Collected data:
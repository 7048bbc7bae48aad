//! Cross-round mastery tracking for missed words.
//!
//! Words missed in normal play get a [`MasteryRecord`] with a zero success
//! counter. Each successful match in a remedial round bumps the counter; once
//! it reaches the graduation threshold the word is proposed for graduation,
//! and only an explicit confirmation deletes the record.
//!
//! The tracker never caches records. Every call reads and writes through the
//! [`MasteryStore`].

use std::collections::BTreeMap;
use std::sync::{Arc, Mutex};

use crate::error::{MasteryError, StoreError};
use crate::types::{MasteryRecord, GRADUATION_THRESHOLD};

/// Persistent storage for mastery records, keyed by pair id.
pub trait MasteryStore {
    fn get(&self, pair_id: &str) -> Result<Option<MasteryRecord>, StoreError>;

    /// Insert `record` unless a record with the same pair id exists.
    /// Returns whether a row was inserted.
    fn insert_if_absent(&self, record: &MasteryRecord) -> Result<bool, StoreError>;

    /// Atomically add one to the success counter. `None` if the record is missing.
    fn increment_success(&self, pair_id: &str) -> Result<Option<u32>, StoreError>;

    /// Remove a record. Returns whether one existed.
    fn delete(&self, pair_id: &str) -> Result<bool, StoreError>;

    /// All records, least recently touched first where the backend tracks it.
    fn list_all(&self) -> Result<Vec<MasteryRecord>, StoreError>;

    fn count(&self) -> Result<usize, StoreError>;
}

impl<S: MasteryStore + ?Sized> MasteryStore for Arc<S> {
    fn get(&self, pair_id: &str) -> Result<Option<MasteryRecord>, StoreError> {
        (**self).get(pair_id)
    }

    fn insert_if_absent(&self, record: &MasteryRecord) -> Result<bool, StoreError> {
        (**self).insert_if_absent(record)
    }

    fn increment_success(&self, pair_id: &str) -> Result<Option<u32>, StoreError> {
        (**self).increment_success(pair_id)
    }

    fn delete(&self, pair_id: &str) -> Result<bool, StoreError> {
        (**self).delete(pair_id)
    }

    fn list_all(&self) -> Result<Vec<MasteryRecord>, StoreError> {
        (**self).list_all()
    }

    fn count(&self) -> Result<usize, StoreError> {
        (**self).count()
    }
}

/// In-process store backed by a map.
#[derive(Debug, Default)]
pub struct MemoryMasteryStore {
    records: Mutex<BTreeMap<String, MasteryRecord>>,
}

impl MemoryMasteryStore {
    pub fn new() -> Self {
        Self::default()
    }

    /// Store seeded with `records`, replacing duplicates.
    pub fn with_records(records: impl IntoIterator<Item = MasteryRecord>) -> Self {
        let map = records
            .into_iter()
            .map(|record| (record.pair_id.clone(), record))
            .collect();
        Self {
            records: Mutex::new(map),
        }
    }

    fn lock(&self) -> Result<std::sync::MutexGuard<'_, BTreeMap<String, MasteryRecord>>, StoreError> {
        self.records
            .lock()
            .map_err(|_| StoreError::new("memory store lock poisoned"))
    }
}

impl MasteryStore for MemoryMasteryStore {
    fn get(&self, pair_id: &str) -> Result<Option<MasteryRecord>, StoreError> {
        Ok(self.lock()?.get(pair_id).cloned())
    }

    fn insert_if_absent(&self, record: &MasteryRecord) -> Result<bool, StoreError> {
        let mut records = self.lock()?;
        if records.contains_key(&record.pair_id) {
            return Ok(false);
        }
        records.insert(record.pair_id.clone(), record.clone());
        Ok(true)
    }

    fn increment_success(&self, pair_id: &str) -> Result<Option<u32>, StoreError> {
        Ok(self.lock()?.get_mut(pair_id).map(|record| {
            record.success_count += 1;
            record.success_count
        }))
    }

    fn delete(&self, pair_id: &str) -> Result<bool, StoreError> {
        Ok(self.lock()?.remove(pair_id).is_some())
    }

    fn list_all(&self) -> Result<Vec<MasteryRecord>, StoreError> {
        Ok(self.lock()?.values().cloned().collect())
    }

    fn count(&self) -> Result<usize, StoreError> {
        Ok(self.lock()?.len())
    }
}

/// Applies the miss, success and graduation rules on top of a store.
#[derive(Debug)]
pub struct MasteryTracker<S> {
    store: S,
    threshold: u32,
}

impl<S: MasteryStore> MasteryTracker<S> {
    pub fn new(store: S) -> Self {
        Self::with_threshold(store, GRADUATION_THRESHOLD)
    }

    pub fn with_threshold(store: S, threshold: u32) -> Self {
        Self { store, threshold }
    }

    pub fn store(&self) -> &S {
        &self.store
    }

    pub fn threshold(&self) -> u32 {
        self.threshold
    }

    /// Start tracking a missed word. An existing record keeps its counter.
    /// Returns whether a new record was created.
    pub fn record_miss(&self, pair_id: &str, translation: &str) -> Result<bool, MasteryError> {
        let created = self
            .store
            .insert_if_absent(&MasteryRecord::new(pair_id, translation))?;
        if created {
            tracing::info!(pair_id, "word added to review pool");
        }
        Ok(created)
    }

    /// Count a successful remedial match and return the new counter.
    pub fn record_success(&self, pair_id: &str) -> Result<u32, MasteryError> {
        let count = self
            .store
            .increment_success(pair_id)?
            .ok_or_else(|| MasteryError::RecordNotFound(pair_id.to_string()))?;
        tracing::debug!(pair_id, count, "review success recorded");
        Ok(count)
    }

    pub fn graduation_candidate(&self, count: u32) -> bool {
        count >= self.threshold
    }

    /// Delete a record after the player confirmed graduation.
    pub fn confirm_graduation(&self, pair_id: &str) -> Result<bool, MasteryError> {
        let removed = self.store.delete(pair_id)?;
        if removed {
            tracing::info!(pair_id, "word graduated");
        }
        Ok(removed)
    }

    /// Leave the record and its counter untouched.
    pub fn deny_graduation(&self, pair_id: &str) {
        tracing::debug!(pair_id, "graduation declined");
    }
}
==
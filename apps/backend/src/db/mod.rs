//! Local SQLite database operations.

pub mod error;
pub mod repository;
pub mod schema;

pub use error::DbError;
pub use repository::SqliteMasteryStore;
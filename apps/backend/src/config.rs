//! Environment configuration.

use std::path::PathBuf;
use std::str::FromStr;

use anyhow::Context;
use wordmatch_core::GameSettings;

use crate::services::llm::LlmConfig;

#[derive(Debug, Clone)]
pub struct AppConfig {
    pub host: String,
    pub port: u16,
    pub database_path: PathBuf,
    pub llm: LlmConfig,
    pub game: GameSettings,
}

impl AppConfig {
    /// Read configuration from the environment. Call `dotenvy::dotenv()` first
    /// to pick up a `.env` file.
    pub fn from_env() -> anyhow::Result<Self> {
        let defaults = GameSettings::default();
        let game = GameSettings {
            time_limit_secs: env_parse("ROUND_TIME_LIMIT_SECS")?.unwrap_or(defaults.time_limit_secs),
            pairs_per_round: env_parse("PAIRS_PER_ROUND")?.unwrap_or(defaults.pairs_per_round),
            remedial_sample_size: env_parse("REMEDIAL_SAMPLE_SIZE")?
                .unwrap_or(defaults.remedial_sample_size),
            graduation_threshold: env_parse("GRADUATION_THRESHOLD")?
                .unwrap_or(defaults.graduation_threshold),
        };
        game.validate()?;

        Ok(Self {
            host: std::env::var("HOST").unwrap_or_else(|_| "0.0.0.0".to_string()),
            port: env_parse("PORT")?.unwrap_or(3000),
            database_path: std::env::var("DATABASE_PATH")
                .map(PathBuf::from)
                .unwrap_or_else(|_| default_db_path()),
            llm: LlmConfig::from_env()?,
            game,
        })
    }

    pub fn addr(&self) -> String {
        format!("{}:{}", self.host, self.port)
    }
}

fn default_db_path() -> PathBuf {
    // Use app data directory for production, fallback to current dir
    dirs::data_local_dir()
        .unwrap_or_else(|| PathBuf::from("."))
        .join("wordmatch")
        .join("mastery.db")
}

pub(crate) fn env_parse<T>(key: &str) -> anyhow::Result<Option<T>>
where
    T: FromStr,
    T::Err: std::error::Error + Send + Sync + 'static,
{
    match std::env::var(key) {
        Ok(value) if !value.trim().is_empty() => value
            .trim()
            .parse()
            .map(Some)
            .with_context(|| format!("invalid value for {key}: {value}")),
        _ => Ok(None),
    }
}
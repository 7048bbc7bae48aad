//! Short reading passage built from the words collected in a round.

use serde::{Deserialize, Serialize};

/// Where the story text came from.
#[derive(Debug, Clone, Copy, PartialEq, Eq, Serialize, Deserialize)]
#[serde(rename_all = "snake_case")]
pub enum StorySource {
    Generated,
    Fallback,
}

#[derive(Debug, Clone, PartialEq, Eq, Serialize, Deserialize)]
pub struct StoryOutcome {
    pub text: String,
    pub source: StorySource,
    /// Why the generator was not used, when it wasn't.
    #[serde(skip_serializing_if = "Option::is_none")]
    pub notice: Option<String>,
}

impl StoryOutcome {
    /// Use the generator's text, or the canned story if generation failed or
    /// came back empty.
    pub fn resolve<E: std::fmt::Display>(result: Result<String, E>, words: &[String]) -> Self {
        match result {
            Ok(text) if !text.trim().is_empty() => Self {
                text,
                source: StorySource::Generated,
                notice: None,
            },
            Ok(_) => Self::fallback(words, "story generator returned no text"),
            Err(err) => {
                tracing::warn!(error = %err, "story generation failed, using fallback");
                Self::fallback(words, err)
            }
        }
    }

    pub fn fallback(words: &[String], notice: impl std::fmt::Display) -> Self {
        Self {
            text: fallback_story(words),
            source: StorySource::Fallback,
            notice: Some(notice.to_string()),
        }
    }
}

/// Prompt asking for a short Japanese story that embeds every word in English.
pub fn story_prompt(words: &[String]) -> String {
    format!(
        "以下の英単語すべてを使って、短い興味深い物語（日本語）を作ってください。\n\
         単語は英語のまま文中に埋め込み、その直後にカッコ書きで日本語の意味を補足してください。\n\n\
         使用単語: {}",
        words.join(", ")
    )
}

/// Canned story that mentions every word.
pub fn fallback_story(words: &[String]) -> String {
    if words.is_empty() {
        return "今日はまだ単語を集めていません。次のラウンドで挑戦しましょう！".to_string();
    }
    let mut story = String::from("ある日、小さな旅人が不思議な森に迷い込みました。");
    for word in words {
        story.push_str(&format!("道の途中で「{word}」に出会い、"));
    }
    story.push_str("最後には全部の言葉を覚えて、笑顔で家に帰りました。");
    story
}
--
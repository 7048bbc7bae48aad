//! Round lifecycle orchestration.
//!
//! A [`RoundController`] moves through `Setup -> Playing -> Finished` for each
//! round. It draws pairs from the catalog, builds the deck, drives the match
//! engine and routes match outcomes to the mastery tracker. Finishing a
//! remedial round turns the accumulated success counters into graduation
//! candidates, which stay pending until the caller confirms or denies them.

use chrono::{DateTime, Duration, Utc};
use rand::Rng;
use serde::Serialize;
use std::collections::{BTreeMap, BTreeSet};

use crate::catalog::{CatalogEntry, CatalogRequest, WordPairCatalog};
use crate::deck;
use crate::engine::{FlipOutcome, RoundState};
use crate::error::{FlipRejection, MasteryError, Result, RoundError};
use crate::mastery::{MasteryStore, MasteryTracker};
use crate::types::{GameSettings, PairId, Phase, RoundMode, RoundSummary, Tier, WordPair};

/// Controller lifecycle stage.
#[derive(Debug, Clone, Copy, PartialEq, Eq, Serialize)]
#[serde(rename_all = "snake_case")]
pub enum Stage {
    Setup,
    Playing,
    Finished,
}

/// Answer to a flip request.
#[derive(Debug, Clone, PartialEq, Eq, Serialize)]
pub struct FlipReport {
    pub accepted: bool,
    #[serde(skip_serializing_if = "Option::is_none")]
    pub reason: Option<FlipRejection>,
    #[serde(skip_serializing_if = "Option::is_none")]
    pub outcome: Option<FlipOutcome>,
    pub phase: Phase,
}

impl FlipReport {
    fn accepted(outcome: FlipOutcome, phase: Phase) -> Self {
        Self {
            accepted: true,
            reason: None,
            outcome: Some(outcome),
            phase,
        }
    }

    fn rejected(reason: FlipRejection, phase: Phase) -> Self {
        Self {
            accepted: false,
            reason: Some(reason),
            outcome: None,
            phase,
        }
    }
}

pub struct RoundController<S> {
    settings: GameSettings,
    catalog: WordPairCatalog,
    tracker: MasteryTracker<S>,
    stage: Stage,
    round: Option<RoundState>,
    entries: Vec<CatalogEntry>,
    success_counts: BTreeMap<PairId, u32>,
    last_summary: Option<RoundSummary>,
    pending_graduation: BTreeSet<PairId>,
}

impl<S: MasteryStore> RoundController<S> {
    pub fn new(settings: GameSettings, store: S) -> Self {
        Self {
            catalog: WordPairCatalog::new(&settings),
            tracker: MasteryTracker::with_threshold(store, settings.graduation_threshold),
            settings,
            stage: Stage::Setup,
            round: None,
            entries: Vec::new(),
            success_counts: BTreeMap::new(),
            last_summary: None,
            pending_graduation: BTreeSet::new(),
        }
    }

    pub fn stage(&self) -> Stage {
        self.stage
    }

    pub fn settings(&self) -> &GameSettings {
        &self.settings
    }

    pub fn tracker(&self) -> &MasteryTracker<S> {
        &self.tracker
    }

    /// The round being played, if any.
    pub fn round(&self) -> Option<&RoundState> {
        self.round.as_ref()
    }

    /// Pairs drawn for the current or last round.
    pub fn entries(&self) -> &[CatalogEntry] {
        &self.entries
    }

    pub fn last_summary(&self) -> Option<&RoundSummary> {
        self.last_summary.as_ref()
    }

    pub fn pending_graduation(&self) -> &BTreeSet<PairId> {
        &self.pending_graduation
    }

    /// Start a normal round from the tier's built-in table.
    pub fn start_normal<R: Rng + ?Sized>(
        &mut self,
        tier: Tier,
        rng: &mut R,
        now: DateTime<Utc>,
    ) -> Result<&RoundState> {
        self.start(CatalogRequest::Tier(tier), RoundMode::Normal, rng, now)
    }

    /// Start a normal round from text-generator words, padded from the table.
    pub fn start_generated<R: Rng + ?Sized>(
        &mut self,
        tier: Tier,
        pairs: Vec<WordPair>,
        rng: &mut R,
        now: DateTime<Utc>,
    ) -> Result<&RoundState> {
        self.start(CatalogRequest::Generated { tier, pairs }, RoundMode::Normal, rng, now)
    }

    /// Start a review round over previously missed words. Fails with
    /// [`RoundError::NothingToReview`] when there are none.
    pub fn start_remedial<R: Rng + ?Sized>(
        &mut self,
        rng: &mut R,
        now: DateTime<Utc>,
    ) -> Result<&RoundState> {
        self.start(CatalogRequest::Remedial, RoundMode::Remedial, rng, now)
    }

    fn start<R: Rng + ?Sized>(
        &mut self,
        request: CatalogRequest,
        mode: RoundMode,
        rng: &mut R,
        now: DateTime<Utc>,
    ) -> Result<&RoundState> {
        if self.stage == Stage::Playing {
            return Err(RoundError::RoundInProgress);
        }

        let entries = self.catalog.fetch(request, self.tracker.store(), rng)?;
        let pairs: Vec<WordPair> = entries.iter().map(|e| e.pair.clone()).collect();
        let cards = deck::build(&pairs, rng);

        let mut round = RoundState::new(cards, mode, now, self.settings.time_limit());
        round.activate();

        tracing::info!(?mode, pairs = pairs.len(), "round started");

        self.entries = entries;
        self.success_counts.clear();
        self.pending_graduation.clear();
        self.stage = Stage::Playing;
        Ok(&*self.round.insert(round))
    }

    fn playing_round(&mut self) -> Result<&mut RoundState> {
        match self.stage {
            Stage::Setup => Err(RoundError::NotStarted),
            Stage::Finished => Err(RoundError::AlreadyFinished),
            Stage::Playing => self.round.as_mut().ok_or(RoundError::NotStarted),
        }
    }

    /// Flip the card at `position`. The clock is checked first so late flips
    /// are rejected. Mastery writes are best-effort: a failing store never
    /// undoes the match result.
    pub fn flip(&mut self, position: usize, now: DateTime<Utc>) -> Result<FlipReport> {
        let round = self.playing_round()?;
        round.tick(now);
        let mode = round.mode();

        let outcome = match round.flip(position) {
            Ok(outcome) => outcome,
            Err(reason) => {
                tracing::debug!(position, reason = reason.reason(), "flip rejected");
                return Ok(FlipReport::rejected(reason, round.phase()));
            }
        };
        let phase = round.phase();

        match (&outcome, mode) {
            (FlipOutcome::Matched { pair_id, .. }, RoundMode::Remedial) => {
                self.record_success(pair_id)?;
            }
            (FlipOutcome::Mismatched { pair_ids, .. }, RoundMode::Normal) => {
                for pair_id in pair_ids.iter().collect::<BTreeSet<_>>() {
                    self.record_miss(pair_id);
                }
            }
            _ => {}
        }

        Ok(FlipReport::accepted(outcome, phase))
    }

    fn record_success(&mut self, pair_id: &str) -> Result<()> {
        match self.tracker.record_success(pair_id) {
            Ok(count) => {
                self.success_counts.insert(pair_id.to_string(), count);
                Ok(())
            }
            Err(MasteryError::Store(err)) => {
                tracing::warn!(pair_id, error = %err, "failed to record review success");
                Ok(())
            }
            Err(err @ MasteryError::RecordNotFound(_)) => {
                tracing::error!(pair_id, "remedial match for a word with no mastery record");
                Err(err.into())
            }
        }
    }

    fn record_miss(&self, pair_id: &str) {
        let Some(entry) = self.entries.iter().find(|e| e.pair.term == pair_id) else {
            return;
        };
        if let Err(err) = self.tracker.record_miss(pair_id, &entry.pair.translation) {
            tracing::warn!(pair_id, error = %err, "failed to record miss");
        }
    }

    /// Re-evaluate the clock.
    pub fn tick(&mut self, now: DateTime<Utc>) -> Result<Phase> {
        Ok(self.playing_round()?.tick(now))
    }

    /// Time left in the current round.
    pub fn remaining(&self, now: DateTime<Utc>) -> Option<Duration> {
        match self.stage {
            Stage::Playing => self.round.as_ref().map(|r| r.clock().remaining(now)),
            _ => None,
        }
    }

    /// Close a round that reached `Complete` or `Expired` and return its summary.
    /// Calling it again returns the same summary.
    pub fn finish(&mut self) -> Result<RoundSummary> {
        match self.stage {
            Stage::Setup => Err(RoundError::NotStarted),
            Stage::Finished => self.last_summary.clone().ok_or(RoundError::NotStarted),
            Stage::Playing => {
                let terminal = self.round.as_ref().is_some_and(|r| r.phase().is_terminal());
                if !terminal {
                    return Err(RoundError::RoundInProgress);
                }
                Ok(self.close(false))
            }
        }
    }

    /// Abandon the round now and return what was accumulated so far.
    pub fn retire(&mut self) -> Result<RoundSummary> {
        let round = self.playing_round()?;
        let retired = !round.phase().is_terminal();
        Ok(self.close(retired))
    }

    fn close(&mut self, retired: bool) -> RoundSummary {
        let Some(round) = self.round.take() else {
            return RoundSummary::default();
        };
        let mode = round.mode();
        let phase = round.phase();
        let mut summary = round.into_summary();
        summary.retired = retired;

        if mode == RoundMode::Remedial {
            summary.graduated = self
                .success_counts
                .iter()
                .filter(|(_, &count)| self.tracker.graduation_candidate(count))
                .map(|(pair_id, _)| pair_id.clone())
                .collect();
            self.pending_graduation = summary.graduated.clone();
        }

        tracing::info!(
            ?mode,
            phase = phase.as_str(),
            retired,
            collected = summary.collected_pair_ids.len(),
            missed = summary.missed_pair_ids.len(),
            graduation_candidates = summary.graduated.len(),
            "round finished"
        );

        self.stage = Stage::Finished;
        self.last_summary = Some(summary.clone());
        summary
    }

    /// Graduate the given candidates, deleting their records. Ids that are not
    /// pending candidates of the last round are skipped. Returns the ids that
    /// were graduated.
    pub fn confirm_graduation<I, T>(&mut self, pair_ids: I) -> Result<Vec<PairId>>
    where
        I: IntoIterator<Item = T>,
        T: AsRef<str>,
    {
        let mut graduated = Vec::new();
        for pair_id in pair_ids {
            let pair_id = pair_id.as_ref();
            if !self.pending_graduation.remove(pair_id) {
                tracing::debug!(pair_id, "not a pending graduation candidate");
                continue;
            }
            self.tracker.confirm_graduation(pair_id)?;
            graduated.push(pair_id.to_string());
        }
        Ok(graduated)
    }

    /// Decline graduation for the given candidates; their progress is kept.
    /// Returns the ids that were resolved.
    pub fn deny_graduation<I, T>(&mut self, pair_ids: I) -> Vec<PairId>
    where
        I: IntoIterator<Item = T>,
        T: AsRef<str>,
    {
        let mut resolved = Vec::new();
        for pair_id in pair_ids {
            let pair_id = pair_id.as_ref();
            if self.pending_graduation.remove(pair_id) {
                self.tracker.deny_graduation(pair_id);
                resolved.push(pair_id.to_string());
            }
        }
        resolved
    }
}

— Work required —
All lines above from the line with "Ok(self.lock()?.values().cloned().collect())" through the line with "record was created.", both included, are to be set down exactly, with nothing else.

— Result —
        Ok(self.lock()?.values().cloned().collect())
    }

    fn count(&self) -> Result<usize, StoreError> {
        Ok(self.lock()?.len())
    }
}

/// Applies the miss, success and graduation rules on top of a store.
#[derive(Debug)]
pub struct MasteryTracker<S> {
    store: S,
    threshold: u32,
}

impl<S: MasteryStore> MasteryTracker<S> {
    pub fn new(store: S) -> Self {
        Self::with_threshold(store, GRADUATION_THRESHOLD)
    }

    pub fn with_threshold(store: S, threshold: u32) -> Self {
        Self { store, threshold }
    }

    pub fn store(&self) -> &S {
        &self.store
    }

    pub fn threshold(&self) -> u32 {
        self.threshold
    }

    /// Start tracking a missed word. An existing record keeps its counter.
    /// Returns whether a new record was created.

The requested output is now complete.